The collaboration between Emory and Addis Ababa University (AAU) began in 1998 through the Carter Center Ethiopia Public Health Training Initiative (EPHTI). AAU is now considered a key strategic partner for Global Health for Emory, with major projects that serve as the platforms for hands-on experiences for VECD trainees. AAU is the largest university in Ethiopia and one of the largest in sub-Saharan Africa, with more than 48,000 students (including more than 14,000 graduate students) across multiple campuses in Addis Ababa and the surrounding area.
- Major collaborative projects between Emory and AAU include a study of intersections between water, sanitation and hygiene, gender, and psychosocial distress in Ethiopia; the Maternal and Newborn Health in Ethiopia Partnership (MaNHEP), which leads the Birth-to-48 hours project, supported by the Gates Foundation, and a Gates-funded supplementation study to improve maternal and fetal outcomes at three AAU teaching hospitals.
- College of Health Sciences is a professional health sciences college comprised of four schools and one teaching hospital. They are the School of Medicine (SOM), School of Pharmacy (SoP), School of Public Health (SPH), School of Allied Health Sciences (SAHS), and Tikur Anbessa Specialized Hospital (TASH).
- The rationale behind the establishment of the CHS is to encourage cross-breeding across various disciplinary paradigms; standardize curricula across disciplines; set standards and quality checks for the teaching-learning process; maximize human resources utilization through joint planning in teaching common courses and in conducting research; create opportunities in collaborative research and publication; maximize shared use of facilities for effectiveness and efficiency in teaching-learning, research and services; and create opportunities to address the health needs of the community in an integrated manner as a health team.
- TASH is the largest specialized hospital in Ethiopia, with over 700 beds, and serves as a training center for undergraduate and postgraduate medical students, dentists, nurses, midwives, pharmacists, medical laboratory technologists, radiology technologists.

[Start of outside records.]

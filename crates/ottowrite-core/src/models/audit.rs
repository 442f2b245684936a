use chrono::{DateTime, Utc};
use serde::{Deserialize, Serialize};
use std::fmt::{Display, Formatter, Result as FmtResult};
use utoipa::ToSchema;
use uuid::Uuid;

/// Action recorded for one access attempt.
#[derive(Debug, Clone, Copy, Serialize, Deserialize, PartialEq, Eq, ToSchema)]
#[cfg_attr(feature = "sqlx", derive(sqlx::Type))]
#[cfg_attr(
    feature = "sqlx",
    sqlx(type_name = "access_action", rename_all = "snake_case")
)]
#[serde(rename_all = "snake_case")]
pub enum AccessAction {
    ViewQuery,
    ViewSynopsis,
    ViewSample,
    ViewFull,
    DownloadAttempted,
    PrintAttempted,
    CopyAttempted,
    ShareAttempted,
    SessionStart,
    SessionEnd,
}

impl AccessAction {
    /// Whether this action only views content. View actions are authorized by
    /// the token itself, not the per-action permission check.
    pub fn is_view(&self) -> bool {
        matches!(
            self,
            AccessAction::ViewQuery
                | AccessAction::ViewSynopsis
                | AccessAction::ViewSample
                | AccessAction::ViewFull
                | AccessAction::SessionStart
                | AccessAction::SessionEnd
        )
    }
}

impl Display for AccessAction {
    fn fmt(&self, f: &mut Formatter<'_>) -> FmtResult {
        let s = match self {
            AccessAction::ViewQuery => "view_query",
            AccessAction::ViewSynopsis => "view_synopsis",
            AccessAction::ViewSample => "view_sample",
            AccessAction::ViewFull => "view_full",
            AccessAction::DownloadAttempted => "download_attempted",
            AccessAction::PrintAttempted => "print_attempted",
            AccessAction::CopyAttempted => "copy_attempted",
            AccessAction::ShareAttempted => "share_attempted",
            AccessAction::SessionStart => "session_start",
            AccessAction::SessionEnd => "session_end",
        };
        write!(f, "{}", s)
    }
}

/// One row per access attempt. Append-only: rows are never updated or deleted,
/// which is what makes the anomaly heuristics trustworthy.
#[derive(Debug, Clone, Serialize, ToSchema)]
#[cfg_attr(feature = "sqlx", derive(sqlx::FromRow))]
pub struct AccessLogEntry {
    pub id: i64,
    pub submission_id: Uuid,
    pub partner_id: Uuid,
    pub action: AccessAction,
    pub granted: bool,
    pub denial_reason: Option<String>,
    pub ip_address: Option<String>,
    pub user_agent: Option<String>,
    pub device_fingerprint: Option<String>,
    pub session_duration_secs: Option<i64>,
    pub created_at: DateTime<Utc>,
}

/// Input for an access-log append; id and timestamp are assigned by the store.
#[derive(Debug, Clone)]
pub struct NewAccessLogEntry {
    pub submission_id: Uuid,
    pub partner_id: Uuid,
    pub action: AccessAction,
    pub granted: bool,
    pub denial_reason: Option<String>,
    pub ip_address: Option<String>,
    pub user_agent: Option<String>,
    pub device_fingerprint: Option<String>,
    pub session_duration_secs: Option<i64>,
}

/// Category of a suspicious-activity alert.
#[derive(Debug, Clone, Copy, Serialize, Deserialize, PartialEq, Eq, ToSchema)]
#[cfg_attr(feature = "sqlx", derive(sqlx::Type))]
#[cfg_attr(
    feature = "sqlx",
    sqlx(type_name = "alert_type", rename_all = "snake_case")
)]
#[serde(rename_all = "snake_case")]
pub enum AlertType {
    SuspiciousUserAgent,
    ExcessiveDuration,
    RapidAccess,
    ExcessiveDownloads,
    ExcessiveCopies,
    Manual,
}

/// Severity tier, assigned by the policy layer, not the detection rules.
#[derive(Debug, Clone, Copy, Serialize, Deserialize, PartialEq, Eq, ToSchema)]
#[cfg_attr(feature = "sqlx", derive(sqlx::Type))]
#[cfg_attr(
    feature = "sqlx",
    sqlx(type_name = "alert_severity", rename_all = "lowercase")
)]
#[serde(rename_all = "lowercase")]
pub enum AlertSeverity {
    Low,
    Medium,
    High,
    Critical,
}

/// Review-workflow status: new -> investigating -> confirmed/false_positive ->
/// resolved. Terminal states are a workflow convention; the store does not
/// prevent re-opening.
#[derive(Debug, Clone, Copy, Serialize, Deserialize, PartialEq, Eq, ToSchema)]
#[cfg_attr(feature = "sqlx", derive(sqlx::Type))]
#[cfg_attr(
    feature = "sqlx",
    sqlx(type_name = "alert_status", rename_all = "snake_case")
)]
#[serde(rename_all = "snake_case")]
pub enum AlertStatus {
    New,
    Investigating,
    Confirmed,
    FalsePositive,
    Resolved,
}

/// Derived record referencing one or more access-log rows. Created by the
/// detection rules or manually by a reviewer; mutated only through status
/// updates; never deleted.
#[derive(Debug, Clone, Serialize, ToSchema)]
#[cfg_attr(feature = "sqlx", derive(sqlx::FromRow))]
pub struct SuspiciousActivityAlert {
    pub id: Uuid,
    pub submission_id: Uuid,
    pub partner_id: Option<Uuid>,
    pub alert_type: AlertType,
    pub severity: AlertSeverity,
    pub description: String,
    pub access_log_ids: Vec<i64>,
    pub status: AlertStatus,
    pub created_at: DateTime<Utc>,
    pub updated_at: DateTime<Utc>,
}

/// Input for alert creation; status starts at `New`.
#[derive(Debug, Clone)]
pub struct NewAlert {
    pub submission_id: Uuid,
    pub partner_id: Option<Uuid>,
    pub alert_type: AlertType,
    pub severity: AlertSeverity,
    pub description: String,
    pub access_log_ids: Vec<i64>,
}

#[cfg(test)]
mod tests {
    use super::*;

    #[test]
    fn test_view_actions_classified() {
        assert!(AccessAction::ViewFull.is_view());
        assert!(AccessAction::SessionStart.is_view());
        assert!(!AccessAction::DownloadAttempted.is_view());
        assert!(!AccessAction::ShareAttempted.is_view());
    }

    #[test]
    fn test_alert_status_serde_names() {
        assert_eq!(
            serde_json::to_string(&AlertStatus::FalsePositive).unwrap(),
            "\"false_positive\""
        );
        assert_eq!(
            serde_json::from_str::<AlertStatus>("\"investigating\"").unwrap(),
            AlertStatus::Investigating
        );
    }

    #[test]
    fn test_access_action_display_matches_serde() {
        let json = serde_json::to_string(&AccessAction::DownloadAttempted).unwrap();
        assert_eq!(json, format!("\"{}\"", AccessAction::DownloadAttempted));
    }
}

- AAU along with Emory University, Johns Hopkins University and University of Alabama at Birmingham has received a grant of $3.205 million for junior faculty training and research career development. It is sponsored by the National Institute of Health through Medical Education Partnership Initiative (MEPI) to support the career development of AAU faculty who have dedicated a career to clinical investigation. Training and career development will focus in the four selected scientific topics: HIV/AIDS and related infections, maternal and child health with focus on community interventions, non-communicable diseases with a focus on diabetes and cardiovascular conditions, and mental health.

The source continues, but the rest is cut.